The next church we tried was an Evangelical Free Church. I don't know what we were thinking. All the "rules for living" I listed above earlier? Yeah, that was them. Throw in some arm waving, healing prayer circles, and lots of guilt and you get the picture. We left feeling spiritually beat up after hearing the pastor preach week after week about this jealous, hateful god.

So then I met a wonderful liberal UCC minister through mutual friends on Facebook. I finally thought we found what we were looking for. We attended his church for 2 years and became very close to him and his family. We met some truly great people there, who we continue friendships with even now. But since we live in a very conservative area, it came to light that there were a number of people, most in governing positions in that church, who didn't like him and wanted him out. They concocted a plan to do so. This caused a huge division in the church, and most people that sided with him, including us, left. That was last November. We have decided once and for all that we are through with churches for good.

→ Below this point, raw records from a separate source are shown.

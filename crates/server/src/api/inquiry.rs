use std::sync::Arc;

use axum::{
    Json,
    extract::State,
    http::StatusCode,
    response::{IntoResponse, Response},
};
use tracing::{error, info};
use tripboard::{
    inquiry::{SUBMIT_FAILED_MESSAGE, SUBMITTED_MESSAGE},
    listing::LOAD_ERROR_MESSAGE,
    shared::time::today,
};

use crate::{
    api::ApiError,
    dto::{InquiryRequest, MessageDto},
    remote,
    state::AppState,
};

pub const UNKNOWN_TRIP_MESSAGE: &str = "Unknown trip.";
pub const NOT_BOOKABLE_MESSAGE: &str = "Booking is not open for this trip.";

/// `POST /inquiry`. The trip is looked up in a fresh list so the posted
/// price is the one the card shows today. Validation failures and send
/// failures both leave the visitor free to correct the form and retry.
pub async fn inquiry(
    State(state): State<Arc<AppState>>,
    Json(request): Json<InquiryRequest>,
) -> Result<Response, ApiError> {
    let destination = request.destination.trim();
    if destination.is_empty() {
        return Err(ApiError::new(StatusCode::NOT_FOUND, UNKNOWN_TRIP_MESSAGE));
    }

    let trips = remote::fetch_trips(&state.client, &state.config.trips_api_url)
        .await
        .map_err(|err| {
            error!("Failed to load trips: {err}");
            ApiError::new(StatusCode::BAD_GATEWAY, LOAD_ERROR_MESSAGE)
        })?;

    let display = state
        .processor
        .find(&trips, today(), destination)
        .ok_or_else(|| ApiError::new(StatusCode::NOT_FOUND, UNKNOWN_TRIP_MESSAGE))?;
    if !display.badge.is_bookable() {
        return Err(ApiError::new(StatusCode::CONFLICT, NOT_BOOKABLE_MESSAGE));
    }

    let payload = display
        .inquiry(&request.form, &state.rules)
        .map_err(|err| ApiError::new(StatusCode::UNPROCESSABLE_ENTITY, err.to_string()))?;

    remote::submit_inquiry(&state.client, state.config.submission_url(), &payload)
        .await
        .map_err(|err| {
            error!("Failed to submit inquiry for {destination}: {err}");
            ApiError::new(StatusCode::BAD_GATEWAY, SUBMIT_FAILED_MESSAGE)
        })?;

    info!("Inquiry submitted for {destination}");
    let body = MessageDto {
        message: SUBMITTED_MESSAGE.to_string(),
    };
    Ok(Json(body).into_response())
}
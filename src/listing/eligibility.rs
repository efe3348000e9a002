use crate::listing::Trip;

/// Active trips, soonest first. Trips starting the same day keep their
/// order from the source list.
pub fn eligible(trips: &[Trip]) -> Vec<&Trip> {
    let mut eligible: Vec<&Trip> = trips.iter().filter(|trip| trip.is_active()).collect();
    // sort_by_key is stable
    eligible.sort_by_key(|trip| trip.start_date);
    eligible
}
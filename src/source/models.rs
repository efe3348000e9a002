use serde::{Deserialize, Deserializer, Serialize};

/// One row of the trips endpoint, as the sheet behind it serves it.
/// Numbers may arrive as JSON numbers or as text, blanks read as zero.
#[derive(Serialize, Deserialize, Debug, Clone, Default, PartialEq)]
pub struct TripRecord {
    #[serde(rename = "Destination", default, deserialize_with = "loose_text")]
    pub destination: String,
    #[serde(rename = "Status", default, deserialize_with = "loose_text")]
    pub status: String,
    #[serde(rename = "Start_Date", default, deserialize_with = "loose_text")]
    pub start_date: String,
    #[serde(rename = "End_Date", default, deserialize_with = "loose_text")]
    pub end_date: String,
    #[serde(rename = "Total_Slots", default, deserialize_with = "loose_number")]
    pub total_slots: f64,
    #[serde(rename = "Remaining_Slots", default, deserialize_with = "loose_number")]
    pub remaining_slots: f64,
    #[serde(rename = "Base_Price", default, deserialize_with = "loose_number")]
    pub base_price: f64,
    #[serde(rename = "Offer_Price", default, deserialize_with = "loose_number")]
    pub offer_price: f64,
    #[serde(rename = "Notes", default, deserialize_with = "loose_text")]
    pub notes: String,
}

#[derive(Deserialize)]
#[serde(untagged)]
enum Loose {
    Number(f64),
    Text(String),
    Flag(bool),
}

fn loose_number<'de, D>(deserializer: D) -> Result<f64, D::Error>
where
    D: Deserializer<'de>,
{
    let value = match Option::<Loose>::deserialize(deserializer)? {
        None => 0.0,
        Some(Loose::Number(value)) => value,
        Some(Loose::Text(text)) => {
            let text = text.trim();
            if text.is_empty() {
                0.0
            } else {
                // Unparseable text never satisfies a price or slot comparison
                text.parse().unwrap_or(f64::NAN)
            }
        }
        Some(Loose::Flag(flag)) => f64::from(u8::from(flag)),
    };
    Ok(value)
}

fn loose_text<'de, D>(deserializer: D) -> Result<String, D::Error>
where
    D: Deserializer<'de>,
{
    let value = match Option::<Loose>::deserialize(deserializer)? {
        None => String::new(),
        Some(Loose::Text(text)) => text,
        Some(Loose::Number(value)) => value.to_string(),
        Some(Loose::Flag(flag)) => flag.to_string(),
    };
    Ok(value)
}

#[test]
fn numbers_as_text() {
    let json = r#"{"Destination":"Spiti","Base_Price":"12000","Offer_Price":"","Total_Slots":"10","Remaining_Slots":4}"#;
    let record: TripRecord = serde_json::from_str(json).unwrap();
    assert_eq!(record.base_price, 12000.0);
    assert_eq!(record.offer_price, 0.0);
    assert_eq!(record.total_slots, 10.0);
    assert_eq!(record.remaining_slots, 4.0);
}

#[test]
fn missing_and_null_fields() {
    let json = r#"{"Destination":"Spiti","Notes":null}"#;
    let record: TripRecord = serde_json::from_str(json).unwrap();
    assert_eq!(record.notes, "");
    assert_eq!(record.status, "");
    assert_eq!(record.offer_price, 0.0);
}

#[test]
fn garbage_price_is_nan() {
    let json = r#"{"Offer_Price":"call us"}"#;
    let record: TripRecord = serde_json::from_str(json).unwrap();
    assert!(record.offer_price.is_nan());
}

So that's where we are now.

I'm much more of a deep thinker than my husband is, and I'm not entirely sure where he stands on the issue, but I do know that he still believes in god. We've discussed it a little bit, and was pleasantly surprised when he said he had a discussion with a co-worker about churches being a joke. My questions go deeper than that. In time I may discuss it with my former UCC minister friend, because I think he would be much more open than my evangelical conservative brother would. But I'm just not ready yet. Our minister friend also asked us to be his youngest child's godparents. The baptism is next month. Should I follow through with this despite my doubts?

So many questions. So much to think about.